Columbia Climate School Welcomes First Class of Students
The Columbia Climate School, in partnership with the Graduate School of Arts and Sciences, will receive its inaugural class of students this September through the Master of Arts in Climate and Society program. Over the course of one year, students from around the world will develop their approach to scientific inquiry and how best to apply their backgrounds to addressing the climate crisis.
In an email to the State of the Planet, Alex Halliday, the founding dean of the Climate School and director of the Earth Institute wrote, “There is a growing demand for a climate-educated workforce; the incoming class will be leaders in this space. They have the opportunity to shape emerging professions and fields as varied as climate finance to climate justice.”
The Climate and Society Program
While new to the Climate School, the Climate and Society program was founded 16 years ago by faculty member Mark Cane. Cane, whose groundbreaking forecasting models in the 1980s made him a world-renowned climatologist, recognized the need to educate professionals about the basics of climate science and equip them with the tools to communicate that science to other stakeholders.
“This is a program that was ahead of its time,” said Cynthia Thomson, an alumna and now associate director of the Climate and Society program. “Until recently, you would say ‘climate and society,’ and people would give you this look like they didn’t really understand what you were talking about.”
As the scientific understanding and public awareness of climate change has evolved, the program has continuously expanded the scope of its coursework. In addition to climate science and variability, students now learn about climate impacts, prospective climate solutions, and potential climate careers.
“It is a fitting inaugural program for the school,” wrote Halliday, “providing students with the critical interdisciplinary knowledge needed for their prospective careers.”
The program’s curriculum is broken up into trimesters. In the first two trimesters, students will all take the same five core courses, including “Dynamics of Climate and Variability” and “Managing and Adapting to Climate.” They will then have the opportunity to tailor their education through the selection of four electives. The last trimester of the program is dedicated to providing students with practical learning experiences through either a summer internship or a capstone workshop with an outside organization.
“When you are talking about something as dynamic as climate change, it’s hard to understand how it all fits together until you get out there and put theory into practice,” said Thomson.
The flexibility of the program is designed to support a more diverse cohort of students. Broadly speaking, previous classes have included an even mix of students with backgrounds in the earth sciences, natural sciences, and social sciences. Of the over 400 alumni of the program, roughly one third continued as post-graduate students, one third now work for non-governmental organizations, and the remaining third are split between the public and private sectors.
“We don’t have a formal way of guiding students,” said Mingfang Ting, co-director of the program. “They find their own pathways, and we help them navigate those pathways.”
The Dawn of the Climate School
The first of its kind, the Climate School was announced in July 2020 as a way for Columbia to address the urgency of the climate crisis by harnessing its wealth of expertise and global reach. The School will measure success by whether the knowledge it cultivates in its students is turned into action in service of a more sustainable, just, and safer future, wrote Halliday.

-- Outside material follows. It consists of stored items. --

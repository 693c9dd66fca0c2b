//! Log database migrations - embedded SQL files
//!
//! Same layout as the main migrations, applied to logs.duckdb.

pub const LOG_MIGRATIONS: &[(&str, &str)] = &[
    ("000_migrations.sql", include_str!("000_migrations.sql")),
    ("001_initial_schema.sql", include_str!("001_initial_schema.sql")),
];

Thomson and Ting have already found that the Climate School has shone a new light on the Climate and Society program. “We have definitely seen an extremely positive impact on the visibility of the program and the resources available to it,” said Ting.
Perhaps one of the most notable changes to the program is its ability to educate and train more students; this year’s class size is double what it was in previous years. Behind the scenes, that means the program will offer two of every course, as well as host additional events and speakers.
“We have always really liked the program’s intimacy,” said Thomson. “We are looking forward to growing the program but still keeping that community feeling among the students.”
Under the Climate School, the Earth Institute will continue to co-run sustainability and environmental education programs in partnership with other Columbia Schools. The Climate School will also develop new programs and expand existing ones, guided by the professional and academic needs of the field. This includes degree-granting programs, courses and majors for undergraduates, K-12 education to support teachers and pre-college students, and capacity building efforts for government agencies, both nationally and internationally.
Ting and Thomson plan to integrate new, highly-sought-after courses into the Climate and Society curriculum as the Climate School develops. This includes a course focused on climate equity and justice, a course on climate migration, and a course on climate communication.
“The inaugural class of the Climate School will be the first, but far from the last, to work with faculty and peers in the Climate School, develop their skills over the next year, and make a positive difference in addressing climate challenges around the world,” wrote Ruth DeFries, co-founding dean of the Climate School, in an email to the State of the Planet.
In the meantime, Ting and Thomson are eager to welcome their next class of Climate and Society students. “These students – their motivation, their enthusiasm, and their passion for solving the climate crisis – make me so, so hopeful for the future,” said Ting, “They are all so ready to make an impact.”